Despite positive returns posted in the fourth quarter of 2022, Canadian defined benefit (DB) pension plans posted losses in 2022, according to the most recent figures from RBC Investor and Treasury Services.

Although DB pension plan assets returned 3.8 per cent in the last three months of 2022, it was not enough to offset the first two quarters of the year when plans suffered heavy losses. The annual median return was a decline of 10.3 per cent during the year, the lowest returns observed since the 2008 financial crisis when DB plans posted an annual median decline of 15.9 per cent.

Foreign equities were the top performing asset class in the fourth quarter, returning 9.7 per cent, capping full-year losses at 11.3 per cent. Comparatively, the MSCI World Index declined 12.2 per cent during the period. Value stocks outperformed growth stocks during the quarter and Canadian equities returned 6.3 per cent, up from the 5.9 per cent returns posted by the TSX Composite Index. “Over the year, domestic stocks represented the top performing asset class, returning -3.6 per cent in the All Plan Universe, versus -5.8 per cent for the TSX Composite Index, attributable to a large exposure to commodity stocks,” RBC writes in publishing its latest figures.

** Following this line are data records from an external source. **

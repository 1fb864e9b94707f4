//! Property-Based Tests for Cache Module
//!
//! Uses proptest to check the engine's invariants over arbitrary operation
//! sequences.

use proptest::prelude::*;
use std::collections::{HashMap, HashSet};

use crate::cache::{current_timestamp, CacheStore, InsertOutcome};
use crate::config::CacheConfig;

// == Strategies ==
/// Keys drawn from a small alphabet so sequences revisit keys often
fn key_strategy() -> impl Strategy<Value = String> {
    "[a-e]{1,2}".prop_map(|s| s)
}

fn duration_strategy() -> impl Strategy<Value = u64> {
    0u64..3600
}

#[derive(Debug, Clone)]
enum CacheOp {
    Put { key: String, value: u32 },
    PutWithExpiry { key: String, value: u32, duration: u64 },
    Get { key: String },
    Del { key: String },
    PopRandom,
    Sweep,
}

fn cache_op_strategy() -> impl Strategy<Value = CacheOp> {
    prop_oneof![
        (key_strategy(), any::<u32>()).prop_map(|(key, value)| CacheOp::Put { key, value }),
        (key_strategy(), any::<u32>(), duration_strategy())
            .prop_map(|(key, value, duration)| CacheOp::PutWithExpiry { key, value, duration }),
        key_strategy().prop_map(|key| CacheOp::Get { key }),
        key_strategy().prop_map(|key| CacheOp::Del { key }),
        Just(CacheOp::PopRandom),
        Just(CacheOp::Sweep),
    ]
}

fn apply(store: &mut CacheStore<u32>, op: CacheOp) {
    match op {
        CacheOp::Put { key, value } => {
            store.put(key, value);
        }
        CacheOp::PutWithExpiry { key, value, duration } => {
            store.put_with_expiry(key, value, duration);
        }
        CacheOp::Get { key } => {
            store.get(&key);
        }
        CacheOp::Del { key } => {
            store.del(&key);
        }
        CacheOp::PopRandom => {
            store.pop_random();
        }
        CacheOp::Sweep => {
            store.sweep_expired(current_timestamp());
        }
    }
}

proptest! {
    #![proptest_config(ProptestConfig::with_cases(100))]

    // Capacity bound: with at least one eviction round per insert, no put
    // leaves more than `max` entries behind.
    #[test]
    fn prop_capacity_bound(
        max in 1usize..10,
        n_evictions in 1usize..4,
        n_samples in 0usize..4,
        seed in any::<u64>(),
        ops in prop::collection::vec(cache_op_strategy(), 1..100)
    ) {
        let config = CacheConfig { max, n_evictions, n_samples, ..Default::default() };
        let mut store = CacheStore::with_seed(config, seed);

        for op in ops {
            apply(&mut store, op);
            prop_assert!(
                store.count() <= max,
                "Cache size {} exceeds max {}",
                store.count(),
                max
            );
        }
    }

    // Uniqueness: iteration never yields a key twice and agrees with count.
    #[test]
    fn prop_key_uniqueness(
        seed in any::<u64>(),
        ops in prop::collection::vec(cache_op_strategy(), 1..100)
    ) {
        let config = CacheConfig { max: 8, n_evictions: 2, n_samples: 2, ..Default::default() };
        let mut store = CacheStore::with_seed(config, seed);

        for op in ops {
            apply(&mut store, op);
        }

        let keys: Vec<&str> = store.iter().map(|e| e.key.as_str()).collect();
        let unique: HashSet<&str> = keys.iter().copied().collect();
        prop_assert_eq!(keys.len(), unique.len(), "Duplicate key in store");
        prop_assert_eq!(keys.len(), store.count());

        let mut sorted = keys.clone();
        sorted.sort();
        prop_assert_eq!(keys, sorted, "Iteration is not key-ordered");
    }

    // Update-not-refresh: a second put of the same key changes the value but
    // not the expiry, whatever the second duration is.
    #[test]
    fn prop_update_keeps_expiry(
        key in key_strategy(),
        first in any::<u32>(),
        second in any::<u32>(),
        d1 in duration_strategy(),
        d2 in duration_strategy()
    ) {
        let mut store = CacheStore::new(CacheConfig::default());

        prop_assert_eq!(store.put_with_expiry(key.clone(), first, d1), InsertOutcome::Inserted);
        let original = store.expire_at(&key);

        prop_assert_eq!(store.put_with_expiry(key.clone(), second, d2), InsertOutcome::Updated);
        prop_assert_eq!(store.get(&key), Some(&second));
        prop_assert_eq!(store.expire_at(&key), original);
    }

    // Round-trip: without a capacity limit nothing evicts, so the last value
    // put under each key is what get returns.
    #[test]
    fn prop_roundtrip_storage(
        entries in prop::collection::vec((key_strategy(), any::<u32>()), 1..50)
    ) {
        let mut store = CacheStore::new(CacheConfig::default());
        let mut expected = HashMap::new();

        for (key, value) in entries {
            store.put(key.clone(), value);
            expected.insert(key, value);
        }

        prop_assert_eq!(store.count(), expected.len());
        for (key, value) in &expected {
            prop_assert_eq!(store.get(key), Some(value));
        }
    }

    // Sweep: everything left is live at the sweep instant, everything removed
    // was due.
    #[test]
    fn prop_sweep_removes_only_expired(
        entries in prop::collection::vec((key_strategy(), 0u64..4), 1..30),
        offset in 0i64..5
    ) {
        let mut store = CacheStore::new(CacheConfig::default());
        for (key, duration) in entries {
            store.put_with_expiry(key, 0, duration);
        }

        let before: HashMap<String, i64> =
            store.iter().map(|e| (e.key.clone(), e.expire_at)).collect();
        let now = current_timestamp() + offset;
        let removed = store.sweep_expired(now);

        for entry in store.iter() {
            prop_assert!(entry.expire_at > now);
        }
        let due = before.values().filter(|&&expire_at| expire_at <= now).count();
        prop_assert_eq!(removed, due);
        prop_assert_eq!(store.count(), before.len() - due);
    }
}

// == Concurrency ==
// Operations through the shared handle are serialized by its lock.

proptest! {
    #![proptest_config(ProptestConfig::with_cases(20))]

    #[test]
    fn prop_concurrent_operations_respect_capacity(
        ops in prop::collection::vec(cache_op_strategy(), 10..60)
    ) {
        use crate::cache::ExpiringCache;

        let rt = tokio::runtime::Runtime::new().unwrap();

        rt.block_on(async {
            let config = CacheConfig { max: 5, n_evictions: 1, n_samples: 3, ..Default::default() };
            let cache: ExpiringCache<u32> = ExpiringCache::init(config).unwrap();

            let mut handles = vec![];
            for op in ops {
                let cache = cache.clone();
                handles.push(tokio::spawn(async move {
                    match op {
                        CacheOp::Put { key, value } => {
                            cache.put(key, value).await;
                        }
                        CacheOp::PutWithExpiry { key, value, duration } => {
                            cache.put_with_expiry(key, value, duration).await;
                        }
                        CacheOp::Get { key } => {
                            cache.get(&key).await;
                        }
                        CacheOp::Del { key } => {
                            cache.del(&key).await;
                        }
                        CacheOp::PopRandom => {
                            cache.pop_random().await;
                        }
                        CacheOp::Sweep => {
                            cache.iter().await.count();
                        }
                    }
                    cache.count().await
                }));
            }

            for handle in handles {
                let count = handle.await.expect("Task should not panic");
                prop_assert!(count <= 5, "Observed {} entries with max 5", count);
            }

            let keys: Vec<String> = cache.iter().await.map(|e| e.key).collect();
            let unique: HashSet<&String> = keys.iter().collect();
            prop_assert_eq!(keys.len(), unique.len());
            Ok(())
        })?;
    }
}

They add that Canadian pensions suffered their largest annual fixed income decline in more than 30 years, losing 16.8 per cent over the 12-month period, compared to declines of 11.7 per cent reported for the FTSE Canadian Bond Index.

Despite the fact that it was a challenging year, Niki Zaphiratos, managing director, asset owner with RBC’s investor and treasury services, says the rapid rise in bond yields resulted in lowering of pension liabilities. “Most pensions ended the quarter in a better position,” she states.